### Task directions
Give the entries again, precisely as they were written.

### Data for this task
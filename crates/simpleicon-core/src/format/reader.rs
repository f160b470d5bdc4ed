use std::str::Chars;

use super::error::DecodeError;
use super::layout;

/// Map one pixel-data character to a bit.
///
/// Only `'1'` is a set pixel. Every other character, including `'0'`,
/// whitespace and garbage, decodes to 0.
///
/// # Examples
/// ```
/// use simpleicon_core::format::reader::pixel_bit;
///
/// assert_eq!(pixel_bit('1'), 1);
/// assert_eq!(pixel_bit('0'), 0);
/// assert_eq!(pixel_bit('#'), 0);
/// ```
pub fn pixel_bit(value: char) -> u8 {
    if value == layout::PIXEL_SET { 1 } else { 0 }
}

/// The four `;;`-delimited header fields of an icon file.
pub struct HeaderReader<'a> {
    fields: Vec<&'a str>,
}

impl<'a> HeaderReader<'a> {
    pub fn split(text: &'a str) -> Result<Self, DecodeError> {
        let fields: Vec<&'a str> = text.split(layout::FIELD_DELIMITER).collect();
        if fields.len() != layout::HEADER_FIELD_COUNT {
            return Err(DecodeError::MalformedHeader {
                fields: fields.len(),
            });
        }
        Ok(Self { fields })
    }

    pub fn read_name(&self) -> Result<&'a str, DecodeError> {
        let name = self.fields[layout::NAME_FIELD];
        if name.is_empty() {
            return Err(DecodeError::EmptyName);
        }
        Ok(name)
    }

    pub fn read_version(&self) -> Result<u32, DecodeError> {
        let value = self.fields[layout::VERSION_FIELD];
        value.parse::<u32>().map_err(|_| DecodeError::MalformedVersion {
            value: value.to_string(),
        })
    }

    /// Read `<width>x<height>`; fields are not trimmed.
    pub fn read_size(&self) -> Result<(usize, usize), DecodeError> {
        let value = self.fields[layout::SIZE_FIELD];
        let malformed = || DecodeError::MalformedSize {
            value: value.to_string(),
        };
        let mut parts = value.split(layout::SIZE_SEPARATOR);
        let (Some(width), Some(height), None) = (parts.next(), parts.next(), parts.next()) else {
            return Err(malformed());
        };
        let width = width.parse::<usize>().map_err(|_| malformed())?;
        let height = height.parse::<usize>().map_err(|_| malformed())?;
        Ok((width, height))
    }

    pub fn pixel_data(&self) -> &'a str {
        self.fields[layout::PIXEL_DATA_FIELD]
    }
}

/// Forward-only cursor over the pixel-data field.
pub struct PixelReader<'a> {
    chars: Chars<'a>,
    consumed: usize,
}

impl<'a> PixelReader<'a> {
    pub fn new(data: &'a str) -> Self {
        Self {
            chars: data.chars(),
            consumed: 0,
        }
    }

    pub fn require_len(&self, needed: usize) -> Result<(), DecodeError> {
        let actual = self.consumed + self.remaining();
        if actual < needed {
            return Err(DecodeError::InsufficientData { needed, actual });
        }
        Ok(())
    }

    pub fn next_bit(&mut self) -> Result<u8, DecodeError> {
        let value = self.chars.next().ok_or(DecodeError::InsufficientData {
            needed: self.consumed + 1,
            actual: self.consumed,
        })?;
        self.consumed += 1;
        Ok(pixel_bit(value))
    }

    pub fn consumed(&self) -> usize {
        self.consumed
    }

    pub fn remaining(&self) -> usize {
        self.chars.clone().count()
    }
}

### Exercise solution
filename crates/simpleicon-core/src/format/reader.rs
repository f160b470d5bdc4ed
use std::str::Chars;

use super::error::DecodeError;
use super::layout;

/// Map one pixel-data character to a bit.
///
/// Only `'1'` is a set pixel. Every other character, including `'0'`,
/// whitespace and garbage, decodes to 0.
///
/// # Examples
/// ```
/// use simpleicon_core::format::reader::pixel_bit;
///
/// assert_eq!(pixel_bit('1'), 1);
/// assert_eq!(pixel_bit('0'), 0);
/// assert_eq!(pixel_bit('#'), 0);
/// ```
pub fn pixel_bit(value: char) -> u8 {
    if value == layout::PIXEL_SET { 1 } else { 0 }
}

/// The four `;;`-delimited header fields of an icon file.
pub struct HeaderReader<'a> {
    fields: Vec<&'a str>,
}

impl<'a> HeaderReader<'a> {
    pub fn split(text: &'a str) -> Result<Self, DecodeError> {
        let fields: Vec<&'a str> = text.split(layout::FIELD_DELIMITER).collect();
        if fields.len() != layout::HEADER_FIELD_COUNT {
            return Err(DecodeError::MalformedHeader {
                fields: fields.len(),
            });
        }
        Ok(Self { fields })
    }

    pub fn read_name(&self) -> Result<&'a str, DecodeError> {
        let name = self.fields[layout::NAME_FIELD];
        if name.is_empty() {
            return Err(DecodeError::EmptyName);
        }
        Ok(name)
    }

    pub fn read_version(&self) -> Result<u32, DecodeError> {
        let value = self.fields[layout::VERSION_FIELD];
        value.parse::<u32>().map_err(|_| DecodeError::MalformedVersion {
            value: value.to_string(),
        })
    }

    /// Read `<width>x<height>`; fields are not trimmed.
    pub fn read_size(&self) -> Result<(usize, usize), DecodeError> {
        let value = self.fields[layout::SIZE_FIELD];
        let malformed = || DecodeError::MalformedSize {
            value: value.to_string(),
        };
        let mut parts = value.split(layout::SIZE_SEPARATOR);
        let (Some(width), Some(height), None) = (parts.next(), parts.next(), parts.next()) else {
            return Err(malformed());
        };
        let width = width.parse::<usize>().map_err(|_| malformed())?;
        let height = height.parse::<usize>().map_err(|_| malformed())?;
        Ok((width, height))
    }

    pub fn pixel_data(&self) -> &'a str {
        self.fields[layout::PIXEL_DATA_FIELD]
    }
}

/// Forward-only cursor over the pixel-data field.
pub struct PixelReader<'a> {
    chars: Chars<'a>,
    consumed: usize,
}

impl<'a> PixelReader<'a> {
    pub fn new(data: &'a str) -> Self {
        Self {
            chars: data.chars(),
            consumed: 0,
        }
    }

    pub fn require_len(&self, needed: usize) -> Result<(), DecodeError> {
        let actual = self.consumed + self.remaining();
        if actual < needed {
            return Err(DecodeError::InsufficientData { needed, actual });
        }
        Ok(())
    }

    pub fn next_bit(&mut self) -> Result<u8, DecodeError> {
        let value = self.chars.next().ok_or(DecodeError::InsufficientData {
            needed: self.consumed + 1,
            actual: self.consumed,
        })?;
        self.consumed += 1;
        Ok(pixel_bit(value))
    }

    pub fn consumed(&self) -> usize {
        self.consumed
    }

    pub fn remaining(&self) -> usize {
        self.chars.clone().count()
    }
}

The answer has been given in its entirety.